I1 déclare notamment:
...
Les revendications 1 à 5, 12 et 13 se distinguent de
l'antériorité principale parce que la deuxième courroie de
transport (bien qu'elle ne soit pas nécessairement sans fin)
est située au même niveau que la première courroie, et dans
cette description, un dispositif (pas nécessairement un jet
d'ait) visant à retirer les substances non magnétiques (pas
nécessairement les rebuts de papier) y est décrit.
Les experts en la matière y remédieraient certainement. Il
est à prévoir que l'utilisateur de l'invention Colburn ne
dispose pas de l'espace suffisant pour utiliser une courroie de
transport à déchargement de haut en bas. Pour contourner ledit
problème d'espace, les spécialiestes dans le domaine auraient
tout simplement à substituer une courroie de transport sans fin
(voir la courroie 21 dans le dispositif de Soper et al.) Bien
qu'il ne s'agisse pas d'une méthode universellement connue, les
spécialistes connaissent certainement le principe du nettoyage
au jet d'air qui chasse les débris, et nous retrouvons ce
principe à deux endroits dans le système divulgué dans l'anté-
riorité principale (pour le jet d'air voir 80 et 95). Bien que
le demandeur soit allé deux étapes de plus que le dispositif de
Colburn, ces étapes sont tellement évidentes que n'importe quel
ouvrier qualifié utilisant ce dispositif envisagerait les mêmes
solutions s'il était aux prises avec un problème d'espace ou
d'autres problèmes comme la distribution de produits propres dans
un endroit éloigné.
Les revendications 1 à 5, 12, 13, 26 à 31 sont refusées pour les
motifs suivants: les distinctions qui y sont décrites par rapport
à l'antériorité principale seraient naturellement établies par
les experts en la matière. Il a été démontré que les instruments,
les systèmes et les principes illustrant les distinctions établies
par le demandeur ont été prévues dans les antériorités citées et
font partie d'usages connus. La première distinction est
représentée par l'existence et les diverses possibilités d'utili-
sation d'une courroie de transport sans fin, la deuxième, par
l'existence d'un jet d'air nettoyant dans le dispositif Colburn.
...
Dans sa réponse à la décision finale de l'examinateur, le demandeur a modifié
la revendication 1 et il déclare (notamment):
...
L'examinateur fonde son rejet sur la figur 6 du brevet Colburn.

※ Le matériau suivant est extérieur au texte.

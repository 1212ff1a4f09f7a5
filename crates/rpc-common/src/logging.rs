//! ---
//! rpc_section: "03-logging"
//! rpc_subsection: "module"
//! rpc_type: "source"
//! rpc_scope: "code"
//! rpc_description: "Tracing subscriber setup for licensing hosts."
//! rpc_version: "v0.0.0-prealpha"
//! rpc_owner: "tbd"
//! ---
use std::path::PathBuf;

use anyhow::Result;
use once_cell::sync::OnceCell;
use serde::{Deserialize, Serialize};
use tracing::debug;
use tracing_appender::rolling::daily;
use tracing_subscriber::filter::EnvFilter;
use tracing_subscriber::fmt;
use tracing_subscriber::layer::{Layer, SubscriberExt};
use tracing_subscriber::util::SubscriberInitExt;

const LOG_ENV: &str = "RPC_LOG";
const DEFAULT_DIRECTIVE: &str = "info";

static FILE_GUARD: OnceCell<tracing_appender::non_blocking::WorkerGuard> = OnceCell::new();
static STDERR_GUARD: OnceCell<tracing_appender::non_blocking::WorkerGuard> = OnceCell::new();

/// Available log formats.
#[derive(Debug, Clone, Copy, Serialize, Deserialize, PartialEq, Eq, Default)]
#[serde(rename_all = "kebab-case")]
pub enum LogFormat {
    /// One JSON object per event.
    StructuredJson,
    /// Human-readable multi-line output.
    #[default]
    Pretty,
}

/// Logging section of a host configuration file.
#[derive(Debug, Clone, Default, Serialize, Deserialize)]
pub struct LoggingConfig {
    /// When set, a daily rolling JSON log file is written here as well.
    #[serde(default)]
    pub directory: Option<PathBuf>,
    /// Format of the stderr layer.
    #[serde(default)]
    pub format: LogFormat,
    /// File name prefix for the rolling log, defaults to the service name.
    #[serde(default)]
    pub file_prefix: Option<String>,
}

fn env_filter() -> EnvFilter {
    match std::env::var(LOG_ENV) {
        Ok(directive) => EnvFilter::try_new(directive).unwrap_or_else(|err| {
            eprintln!(
                "invalid {} directive ({}); defaulting to {} logging",
                LOG_ENV, err, DEFAULT_DIRECTIVE
            );
            EnvFilter::new(DEFAULT_DIRECTIVE)
        }),
        Err(_) => {
            EnvFilter::try_from_default_env().unwrap_or_else(|_| EnvFilter::new(DEFAULT_DIRECTIVE))
        }
    }
}

/// Initialize the tracing subscriber.
///
/// * `RPC_LOG` overrides the filter (e.g. `info`, `rpc_licensing=debug`). When
///   unset `RUST_LOG` is honoured, finally defaulting to `info`.
/// * Human output goes to stderr so command output on stdout stays parseable.
/// * A second JSON layer writes to a daily rolling file when
///   [`LoggingConfig::directory`] is configured.
///
/// Calling this more than once is harmless; later calls leave the first
/// subscriber in place.
pub fn init_tracing(service_name: &str, config: &LoggingConfig) -> Result<()> {
    let (stderr_writer, stderr_guard) = tracing_appender::non_blocking(std::io::stderr());
    let _ = STDERR_GUARD.set(stderr_guard);

    let fmt_layer = match config.format {
        LogFormat::StructuredJson => fmt::layer()
            .with_target(false)
            .with_timer(fmt::time::UtcTime::rfc_3339())
            .json()
            .with_writer(stderr_writer)
            .boxed(),
        LogFormat::Pretty => fmt::layer()
            .with_target(true)
            .with_timer(fmt::time::UtcTime::rfc_3339())
            .with_writer(stderr_writer)
            .boxed(),
    };

    let file_layer = match &config.directory {
        Some(directory) => {
            std::fs::create_dir_all(directory)?;
            let prefix = config
                .file_prefix
                .clone()
                .unwrap_or_else(|| service_name.to_owned());
            let appender = daily(directory, format!("{}.log", prefix));
            let (file_writer, file_guard) = tracing_appender::non_blocking(appender);
            let _ = FILE_GUARD.set(file_guard);
            Some(
                fmt::layer()
                    .with_target(true)
                    .with_timer(fmt::time::UtcTime::rfc_3339())
                    .json()
                    .with_writer(file_writer)
                    .boxed(),
            )
        }
        None => None,
    };

    tracing_subscriber::registry()
        .with(env_filter())
        .with(fmt_layer)
        .with(file_layer)
        .try_init()
        .ok();

    debug!(service = %service_name, format = ?config.format, "tracing initialised");
    Ok(())
}

#[cfg(test)]
mod tests {
    use super::*;

    #[test]
    fn logging_config_defaults_to_pretty_without_file() {
        let config: LoggingConfig = toml::from_str("").unwrap();
        assert_eq!(config.format, LogFormat::Pretty);
        assert!(config.directory.is_none());
    }

    #[test]
    fn log_format_parses_kebab_case() {
        let config: LoggingConfig = toml::from_str("format = \"structured-json\"").unwrap();
        assert_eq!(config.format, LogFormat::StructuredJson);
    }

    #[test]
    fn init_creates_log_directory_and_tolerates_reinit() {
        let dir = tempfile::tempdir().unwrap();
        let config = LoggingConfig {
            directory: Some(dir.path().join("logs")),
            format: LogFormat::StructuredJson,
            file_prefix: Some("licensing".to_owned()),
        };
        init_tracing("rpc-test", &config).unwrap();
        init_tracing("rpc-test", &config).unwrap();
        assert!(dir.path().join("logs").is_dir());
    }
}
//! ---
//! rpc_section: "14-licensing-system"
//! rpc_subsection: "module"
//! rpc_type: "source"
//! rpc_scope: "code"
//! rpc_description: "License verification and entitlement checks."
//! rpc_version: "v0.0.0-prealpha"
//! rpc_owner: "tbd"
//! ---
//! Log and metric emission for license load outcomes.
use chrono::SecondsFormat;
use once_cell::sync::Lazy;
use prometheus::{register_int_counter, register_int_counter_vec, IntCounter, IntCounterVec};
use tracing::{debug, error};

use crate::error::LicenseError;
use crate::record::LicenseRecord;

static LICENSE_LOADS_TOTAL: Lazy<IntCounter> = Lazy::new(|| {
    register_int_counter!(
        "license_loads_total",
        "Total number of license loads that succeeded"
    )
    .expect("metric registration to succeed")
});

static LICENSE_INVALID_TOTAL: Lazy<IntCounterVec> = Lazy::new(|| {
    register_int_counter_vec!(
        "license_invalid_total",
        "Total number of license loads rejected, by reason",
        &["reason"]
    )
    .expect("metric registration to succeed")
});

/// Record a license that passed verification and policy.
pub fn record_license_load(license: &LicenseRecord) {
    LICENSE_LOADS_TOTAL.inc();
    let expires_at = license
        .expires_at()
        .map(|at| at.to_rfc3339_opts(SecondsFormat::Secs, true))
        .unwrap_or_default();
    debug!(
        license_org = %license.organization,
        license_type = %license.tier(),
        expires_at = %expires_at,
        "successfully loaded enterprise license"
    );
}

/// Record a license load that was rejected.
pub fn record_invalid_license(err: &LicenseError) {
    let reason = err.reason();
    LICENSE_INVALID_TOTAL.with_label_values(&[reason]).inc();
    error!(error = %err, reason, "failed to read enterprise license");
}

/// Successful loads recorded so far in this process.
#[must_use]
pub fn license_loads_total() -> u64 {
    LICENSE_LOADS_TOTAL.get()
}

/// Rejections recorded so far in this process for `reason`.
#[must_use]
pub fn license_invalid_total(reason: &str) -> u64 {
    LICENSE_INVALID_TOTAL.with_label_values(&[reason]).get()
}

La figure 6 illustre une paire de courroies de transport, 56b
et 75; une bobine 67b est intégrée à la courroie 75. La bobine
est reliée à une source de courant alternatif 68b.

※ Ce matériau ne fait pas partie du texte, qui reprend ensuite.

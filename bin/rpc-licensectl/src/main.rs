//! ---
//! rpc_section: "05-external-interfaces"
//! rpc_subsection: "binary"
//! rpc_type: "source"
//! rpc_scope: "code"
//! rpc_description: "Control CLI for inspecting enterprise licenses."
//! rpc_version: "v0.0.0-prealpha"
//! rpc_owner: "tbd"
//! ---
use std::path::{Path, PathBuf};

use anyhow::{Context, Result};
use chrono::Utc;
use clap::{Parser, Subcommand, ValueEnum};
use rpc_common::{init_tracing, LogFormat, Resources};
use rpc_licensing::locator::read_license;
use rpc_licensing::verifier::LicenseVerifier;
use rpc_licensing::{check_running_enterprise, LicenseConfig, LicenseService};

mod config;
mod report;

use config::CtlConfig;
use report::LicenseReport;

const SERVICE_NAME: &str = "rpc-licensectl";

#[derive(Debug, Parser)]
#[command(
    author,
    version,
    about = "Inspect the enterprise license a Connect host would run with",
    long_about = None
)]
struct Cli {
    #[arg(long, value_name = "FILE", env = "RPC_CONFIG", global = true, help = "Path to configuration file")]
    config: Option<PathBuf>,

    #[arg(
        long,
        env = "REDPANDA_LICENSE",
        hide_env_values = true,
        global = true,
        help = "License text; takes priority over any license file"
    )]
    license: Option<String>,

    #[arg(
        long,
        value_name = "FILE",
        env = "REDPANDA_LICENSE_FILEPATH",
        global = true,
        help = "Path to a license file"
    )]
    license_filepath: Option<PathBuf>,

    #[arg(long, value_enum, global = true, help = "Override log output format")]
    log_format: Option<CliLogFormat>,

    #[command(subcommand)]
    command: Commands,
}

#[derive(Debug, Clone, Copy, ValueEnum)]
enum CliLogFormat {
    Json,
    Pretty,
}

impl From<CliLogFormat> for LogFormat {
    fn from(value: CliLogFormat) -> Self {
        match value {
            CliLogFormat::Json => LogFormat::StructuredJson,
            CliLogFormat::Pretty => LogFormat::Pretty,
        }
    }
}

#[derive(Debug, Subcommand)]
enum Commands {
    #[command(about = "Load the configured license and report the result")]
    Status {
        #[arg(long, help = "Print the report as JSON")]
        json: bool,
        #[arg(long, help = "Exit with an error unless enterprise features are enabled")]
        require_enterprise: bool,
    },
    #[command(about = "Verify a license file against the embedded key without applying policy")]
    Verify {
        #[arg(value_name = "FILE")]
        file: PathBuf,
        #[arg(long, help = "Print the decoded claims as JSON")]
        json: bool,
    },
}

fn main() -> Result<()> {
    let cli = Cli::parse();
    let mut config = CtlConfig::load(cli.config.as_deref())?;
    config.apply_overrides(cli.license, cli.license_filepath);
    if let Some(format) = cli.log_format {
        config.logging.format = format.into();
    }
    init_tracing(SERVICE_NAME, &config.logging)?;

    match cli.command {
        Commands::Status {
            json,
            require_enterprise,
        } => status(config, json, require_enterprise),
        Commands::Verify { file, json } => verify(&file, json),
    }
}

fn status(config: CtlConfig, json: bool, require_enterprise: bool) -> Result<()> {
    let resources = Resources::new(SERVICE_NAME);
    let service = LicenseService::register(&resources, config.license);
    let report = LicenseReport::new(&service.current_license(), Utc::now())
        .with_load_failure(service.load_failure());
    print_report(&report, json)?;

    if require_enterprise {
        check_running_enterprise(&resources).context("enterprise features are not available")?;
    }
    Ok(())
}

fn verify(file: &Path, json: bool) -> Result<()> {
    let config = LicenseConfig::default().with_license_filepath(file);
    let located = read_license(&config)?
        .with_context(|| format!("no license found at {}", file.display()))?;
    let verifier = LicenseVerifier::embedded().context("embedded public key is unusable")?;
    let license = verifier
        .verify(&located.bytes)
        .with_context(|| format!("failed to verify license from {}", located.source))?;
    print_report(&LicenseReport::new(&license, Utc::now()), json)
}

fn print_report(report: &LicenseReport, json: bool) -> Result<()> {
    if json {
        println!("{}", serde_json::to_string_pretty(report)?);
    } else {
        println!("{report}");
    }
    Ok(())
}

La courroie 75 comprent divers éléments 78 aimantables; ceux-ci
recueillent les particules magnétiques dans l'ensemble des
substances 59b transportées sur la face supérieure de la
courroie 56b. Au moment où une zone de démagnétisation
est crée par/la bobine 67b, les particules tombent dans la
trémie 70b et ce, à l'aide du jet d'air dirigé à partir
d'une buse 80.
A noter que la face supérieure de la courroie 56b est entourée
d'un cylindre 61b qui est relié à une source d'énergie 63b, ce
qui crée un champ magnétique près de la bobine 62b [voir
description page 14, ligne 23 et suivantes du brevet canadien.)
Dans le brevet Colburn, les deux courroies de transport 56b et
75 sont assorties de dispositifs magnétiques, ce que l'on ne
retrouve pas dans le mémoire descriptif de la présente demande
ni dans la revendication 1 où il est précisé que la deuxième
courroie ne comprend pas de dispositif magnétique.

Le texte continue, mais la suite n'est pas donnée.